What the task requires>
Instruction for the entries that follow: retype exactly the lines from the line with "let stored = self.claims.get(&entity)?;" to the line with "Ok(granted) => result.bonus_box", both included, and omit all others.

Excerpted data>
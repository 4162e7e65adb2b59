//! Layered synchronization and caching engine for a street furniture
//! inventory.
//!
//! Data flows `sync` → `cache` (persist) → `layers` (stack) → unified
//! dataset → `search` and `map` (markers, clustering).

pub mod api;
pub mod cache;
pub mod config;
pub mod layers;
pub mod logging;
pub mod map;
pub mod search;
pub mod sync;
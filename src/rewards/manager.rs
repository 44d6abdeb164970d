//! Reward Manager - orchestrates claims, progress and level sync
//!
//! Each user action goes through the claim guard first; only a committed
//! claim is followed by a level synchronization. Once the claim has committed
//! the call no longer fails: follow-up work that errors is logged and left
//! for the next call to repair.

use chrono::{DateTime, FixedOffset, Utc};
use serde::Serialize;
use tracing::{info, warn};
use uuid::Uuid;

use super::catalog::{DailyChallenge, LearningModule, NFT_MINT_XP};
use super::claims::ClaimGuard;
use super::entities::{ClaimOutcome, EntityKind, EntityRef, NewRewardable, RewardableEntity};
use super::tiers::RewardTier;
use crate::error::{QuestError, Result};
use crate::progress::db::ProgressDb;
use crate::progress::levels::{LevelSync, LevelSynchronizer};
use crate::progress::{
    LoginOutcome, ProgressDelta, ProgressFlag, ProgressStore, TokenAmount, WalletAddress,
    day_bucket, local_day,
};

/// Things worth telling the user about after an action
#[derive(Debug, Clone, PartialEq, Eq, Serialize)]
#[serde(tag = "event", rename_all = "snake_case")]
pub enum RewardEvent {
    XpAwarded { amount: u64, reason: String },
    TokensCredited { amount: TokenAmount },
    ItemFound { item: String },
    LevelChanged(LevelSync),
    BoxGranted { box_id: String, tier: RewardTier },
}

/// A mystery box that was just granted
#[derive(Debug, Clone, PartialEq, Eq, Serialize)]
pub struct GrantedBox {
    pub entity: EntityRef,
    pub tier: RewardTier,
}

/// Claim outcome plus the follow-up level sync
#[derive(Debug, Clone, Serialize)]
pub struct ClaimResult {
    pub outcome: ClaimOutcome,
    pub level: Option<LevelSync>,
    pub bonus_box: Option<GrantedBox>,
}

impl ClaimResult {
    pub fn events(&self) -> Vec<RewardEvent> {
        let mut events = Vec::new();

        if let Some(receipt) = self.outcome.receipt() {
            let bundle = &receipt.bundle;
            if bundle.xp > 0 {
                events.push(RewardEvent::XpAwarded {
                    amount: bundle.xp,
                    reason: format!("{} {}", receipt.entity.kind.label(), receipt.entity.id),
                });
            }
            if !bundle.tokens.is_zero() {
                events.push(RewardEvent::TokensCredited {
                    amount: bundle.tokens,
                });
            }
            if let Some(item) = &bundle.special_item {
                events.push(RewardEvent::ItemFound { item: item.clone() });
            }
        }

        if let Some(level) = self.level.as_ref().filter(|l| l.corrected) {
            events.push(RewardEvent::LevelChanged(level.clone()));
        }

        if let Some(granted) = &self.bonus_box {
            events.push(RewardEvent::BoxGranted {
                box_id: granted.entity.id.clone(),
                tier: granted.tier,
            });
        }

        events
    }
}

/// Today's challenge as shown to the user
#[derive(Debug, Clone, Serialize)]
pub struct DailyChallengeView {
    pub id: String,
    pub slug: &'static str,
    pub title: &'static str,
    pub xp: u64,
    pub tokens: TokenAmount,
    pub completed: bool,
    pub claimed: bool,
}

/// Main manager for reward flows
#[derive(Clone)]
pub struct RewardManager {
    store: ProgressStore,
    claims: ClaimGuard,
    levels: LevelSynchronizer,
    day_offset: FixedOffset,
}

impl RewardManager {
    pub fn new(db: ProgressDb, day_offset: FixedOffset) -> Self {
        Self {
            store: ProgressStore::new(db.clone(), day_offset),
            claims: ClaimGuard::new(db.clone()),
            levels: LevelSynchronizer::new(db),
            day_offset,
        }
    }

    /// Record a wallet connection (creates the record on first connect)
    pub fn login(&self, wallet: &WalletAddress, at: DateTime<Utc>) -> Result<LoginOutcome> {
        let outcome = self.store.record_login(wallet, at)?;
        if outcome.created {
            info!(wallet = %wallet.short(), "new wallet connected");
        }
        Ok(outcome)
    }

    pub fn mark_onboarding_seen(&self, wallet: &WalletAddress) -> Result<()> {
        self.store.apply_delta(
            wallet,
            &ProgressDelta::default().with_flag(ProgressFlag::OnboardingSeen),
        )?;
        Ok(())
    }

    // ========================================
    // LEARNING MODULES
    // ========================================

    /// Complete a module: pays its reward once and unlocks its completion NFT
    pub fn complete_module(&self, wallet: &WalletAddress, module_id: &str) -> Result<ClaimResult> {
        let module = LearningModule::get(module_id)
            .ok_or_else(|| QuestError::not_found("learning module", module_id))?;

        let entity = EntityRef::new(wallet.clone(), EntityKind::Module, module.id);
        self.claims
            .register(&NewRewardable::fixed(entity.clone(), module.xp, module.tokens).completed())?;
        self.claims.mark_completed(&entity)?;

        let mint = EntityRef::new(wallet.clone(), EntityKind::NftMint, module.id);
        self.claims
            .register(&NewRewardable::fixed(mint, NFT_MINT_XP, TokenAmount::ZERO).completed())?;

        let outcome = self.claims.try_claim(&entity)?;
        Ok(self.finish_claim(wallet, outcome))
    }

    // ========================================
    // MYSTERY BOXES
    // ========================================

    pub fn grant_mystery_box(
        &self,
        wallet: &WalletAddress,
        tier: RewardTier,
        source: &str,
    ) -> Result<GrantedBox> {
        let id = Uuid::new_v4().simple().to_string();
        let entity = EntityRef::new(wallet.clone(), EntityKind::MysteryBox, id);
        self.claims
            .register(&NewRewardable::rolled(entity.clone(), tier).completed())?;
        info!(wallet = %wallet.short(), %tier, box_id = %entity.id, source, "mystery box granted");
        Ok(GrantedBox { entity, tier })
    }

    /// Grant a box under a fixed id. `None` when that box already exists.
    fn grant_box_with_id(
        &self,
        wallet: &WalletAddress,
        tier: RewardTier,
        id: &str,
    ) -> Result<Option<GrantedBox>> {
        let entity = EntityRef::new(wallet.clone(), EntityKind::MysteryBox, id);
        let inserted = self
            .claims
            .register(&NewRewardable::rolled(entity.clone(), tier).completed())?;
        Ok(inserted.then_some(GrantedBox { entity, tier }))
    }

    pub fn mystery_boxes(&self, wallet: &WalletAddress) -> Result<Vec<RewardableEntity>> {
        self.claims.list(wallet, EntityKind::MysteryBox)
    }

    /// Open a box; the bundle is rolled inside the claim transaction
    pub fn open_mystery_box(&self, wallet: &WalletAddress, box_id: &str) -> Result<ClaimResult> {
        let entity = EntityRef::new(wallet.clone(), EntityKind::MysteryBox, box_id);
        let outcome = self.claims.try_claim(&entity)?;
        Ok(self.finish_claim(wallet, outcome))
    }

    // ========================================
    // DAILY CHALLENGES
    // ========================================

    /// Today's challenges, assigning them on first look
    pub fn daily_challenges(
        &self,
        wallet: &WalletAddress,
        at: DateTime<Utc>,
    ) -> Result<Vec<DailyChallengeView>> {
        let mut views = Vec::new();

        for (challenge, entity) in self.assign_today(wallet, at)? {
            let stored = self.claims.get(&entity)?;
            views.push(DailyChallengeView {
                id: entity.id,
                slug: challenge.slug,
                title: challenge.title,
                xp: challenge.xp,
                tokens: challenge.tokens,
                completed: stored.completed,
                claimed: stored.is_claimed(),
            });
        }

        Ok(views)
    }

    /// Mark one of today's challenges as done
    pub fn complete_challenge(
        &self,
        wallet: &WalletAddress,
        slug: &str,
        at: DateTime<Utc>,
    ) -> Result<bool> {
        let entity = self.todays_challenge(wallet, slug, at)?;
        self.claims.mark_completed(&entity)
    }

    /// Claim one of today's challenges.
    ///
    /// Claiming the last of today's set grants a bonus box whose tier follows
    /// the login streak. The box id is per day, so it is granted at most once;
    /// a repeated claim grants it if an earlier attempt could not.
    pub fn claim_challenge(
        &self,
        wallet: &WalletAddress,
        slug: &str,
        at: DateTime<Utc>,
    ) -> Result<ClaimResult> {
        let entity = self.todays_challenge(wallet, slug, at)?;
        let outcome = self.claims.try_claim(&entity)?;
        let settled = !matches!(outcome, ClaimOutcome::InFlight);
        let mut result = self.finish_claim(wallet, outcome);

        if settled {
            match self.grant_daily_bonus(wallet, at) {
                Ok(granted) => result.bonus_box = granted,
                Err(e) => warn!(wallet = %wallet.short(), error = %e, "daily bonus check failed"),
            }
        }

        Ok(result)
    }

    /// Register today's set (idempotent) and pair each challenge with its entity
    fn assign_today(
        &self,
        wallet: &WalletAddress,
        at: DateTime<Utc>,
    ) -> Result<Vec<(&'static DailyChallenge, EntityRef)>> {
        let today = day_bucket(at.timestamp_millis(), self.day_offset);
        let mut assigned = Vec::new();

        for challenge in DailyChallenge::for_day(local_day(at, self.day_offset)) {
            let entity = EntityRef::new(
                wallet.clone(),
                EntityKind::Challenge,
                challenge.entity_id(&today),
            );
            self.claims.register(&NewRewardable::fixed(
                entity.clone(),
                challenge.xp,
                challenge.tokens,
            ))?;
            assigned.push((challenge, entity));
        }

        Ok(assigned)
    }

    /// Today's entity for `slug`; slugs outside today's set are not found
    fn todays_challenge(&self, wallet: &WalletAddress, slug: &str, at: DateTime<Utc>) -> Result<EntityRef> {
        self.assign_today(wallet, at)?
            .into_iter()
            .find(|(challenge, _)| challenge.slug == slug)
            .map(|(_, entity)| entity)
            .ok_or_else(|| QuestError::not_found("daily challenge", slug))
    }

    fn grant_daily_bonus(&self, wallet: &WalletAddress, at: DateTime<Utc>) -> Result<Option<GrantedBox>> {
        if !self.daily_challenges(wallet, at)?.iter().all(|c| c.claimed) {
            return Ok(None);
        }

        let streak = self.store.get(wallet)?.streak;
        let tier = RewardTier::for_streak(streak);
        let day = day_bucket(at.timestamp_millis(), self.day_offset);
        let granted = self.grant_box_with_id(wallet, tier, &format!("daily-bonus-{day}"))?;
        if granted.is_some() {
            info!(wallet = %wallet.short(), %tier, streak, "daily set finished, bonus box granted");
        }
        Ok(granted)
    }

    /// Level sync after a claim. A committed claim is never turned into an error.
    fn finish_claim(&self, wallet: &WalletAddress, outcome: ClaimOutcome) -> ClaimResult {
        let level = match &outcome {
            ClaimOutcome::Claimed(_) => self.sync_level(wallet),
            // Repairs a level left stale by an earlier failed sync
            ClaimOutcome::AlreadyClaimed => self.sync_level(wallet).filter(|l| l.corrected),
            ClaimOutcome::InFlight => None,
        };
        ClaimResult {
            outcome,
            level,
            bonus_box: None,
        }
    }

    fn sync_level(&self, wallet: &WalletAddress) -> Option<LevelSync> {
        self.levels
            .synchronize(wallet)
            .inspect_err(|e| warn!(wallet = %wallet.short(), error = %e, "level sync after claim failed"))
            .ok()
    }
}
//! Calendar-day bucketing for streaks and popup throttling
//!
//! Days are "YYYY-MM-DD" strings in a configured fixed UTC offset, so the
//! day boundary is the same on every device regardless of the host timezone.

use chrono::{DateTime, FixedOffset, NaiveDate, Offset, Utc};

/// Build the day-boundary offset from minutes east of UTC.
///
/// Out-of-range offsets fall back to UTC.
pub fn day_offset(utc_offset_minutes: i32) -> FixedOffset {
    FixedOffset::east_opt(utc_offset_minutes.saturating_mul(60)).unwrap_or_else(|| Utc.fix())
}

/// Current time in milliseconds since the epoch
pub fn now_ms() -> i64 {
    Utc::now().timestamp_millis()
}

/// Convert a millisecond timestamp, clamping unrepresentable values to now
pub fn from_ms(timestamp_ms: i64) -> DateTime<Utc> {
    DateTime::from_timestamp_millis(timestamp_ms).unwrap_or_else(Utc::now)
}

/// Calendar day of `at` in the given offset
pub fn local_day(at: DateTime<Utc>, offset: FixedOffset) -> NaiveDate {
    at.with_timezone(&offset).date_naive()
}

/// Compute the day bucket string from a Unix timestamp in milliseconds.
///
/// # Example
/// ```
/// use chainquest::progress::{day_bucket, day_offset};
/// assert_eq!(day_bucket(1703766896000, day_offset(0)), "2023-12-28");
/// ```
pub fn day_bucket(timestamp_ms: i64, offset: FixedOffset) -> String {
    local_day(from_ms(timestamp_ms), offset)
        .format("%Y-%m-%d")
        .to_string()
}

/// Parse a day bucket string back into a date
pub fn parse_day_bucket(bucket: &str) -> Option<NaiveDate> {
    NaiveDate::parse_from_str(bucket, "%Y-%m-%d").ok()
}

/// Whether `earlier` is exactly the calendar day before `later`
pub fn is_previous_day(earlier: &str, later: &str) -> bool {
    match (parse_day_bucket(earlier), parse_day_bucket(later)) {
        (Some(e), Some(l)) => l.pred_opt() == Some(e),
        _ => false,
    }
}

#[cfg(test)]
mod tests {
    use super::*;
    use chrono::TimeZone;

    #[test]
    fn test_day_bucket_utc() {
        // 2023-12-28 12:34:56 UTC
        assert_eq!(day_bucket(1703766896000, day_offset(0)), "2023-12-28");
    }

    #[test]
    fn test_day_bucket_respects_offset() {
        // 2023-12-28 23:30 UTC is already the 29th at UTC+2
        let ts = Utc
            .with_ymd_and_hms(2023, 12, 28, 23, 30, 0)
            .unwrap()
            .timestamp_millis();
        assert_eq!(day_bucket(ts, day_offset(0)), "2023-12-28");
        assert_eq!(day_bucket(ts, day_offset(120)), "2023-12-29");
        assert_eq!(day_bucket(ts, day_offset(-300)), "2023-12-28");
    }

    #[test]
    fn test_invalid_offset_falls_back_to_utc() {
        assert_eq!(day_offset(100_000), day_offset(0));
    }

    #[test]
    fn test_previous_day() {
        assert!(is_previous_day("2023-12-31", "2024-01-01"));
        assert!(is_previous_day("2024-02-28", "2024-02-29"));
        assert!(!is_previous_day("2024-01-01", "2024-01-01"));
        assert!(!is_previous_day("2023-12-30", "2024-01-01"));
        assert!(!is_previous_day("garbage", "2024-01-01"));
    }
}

Task answer>
            let stored = self.claims.get(&entity)?;
            views.push(DailyChallengeView {
                id: entity.id,
                slug: challenge.slug,
                title: challenge.title,
                xp: challenge.xp,
                tokens: challenge.tokens,
                completed: stored.completed,
                claimed: stored.is_claimed(),
            });
        }

        Ok(views)
    }

    /// Mark one of today's challenges as done
    pub fn complete_challenge(
        &self,
        wallet: &WalletAddress,
        slug: &str,
        at: DateTime<Utc>,
    ) -> Result<bool> {
        let entity = self.todays_challenge(wallet, slug, at)?;
        self.claims.mark_completed(&entity)
    }

    /// Claim one of today's challenges.
    ///
    /// Claiming the last of today's set grants a bonus box whose tier follows
    /// the login streak. The box id is per day, so it is granted at most once;
    /// a repeated claim grants it if an earlier attempt could not.
    pub fn claim_challenge(
        &self,
        wallet: &WalletAddress,
        slug: &str,
        at: DateTime<Utc>,
    ) -> Result<ClaimResult> {
        let entity = self.todays_challenge(wallet, slug, at)?;
        let outcome = self.claims.try_claim(&entity)?;
        let settled = !matches!(outcome, ClaimOutcome::InFlight);
        let mut result = self.finish_claim(wallet, outcome);

        if settled {
            match self.grant_daily_bonus(wallet, at) {
                Ok(granted) => result.bonus_box = granted,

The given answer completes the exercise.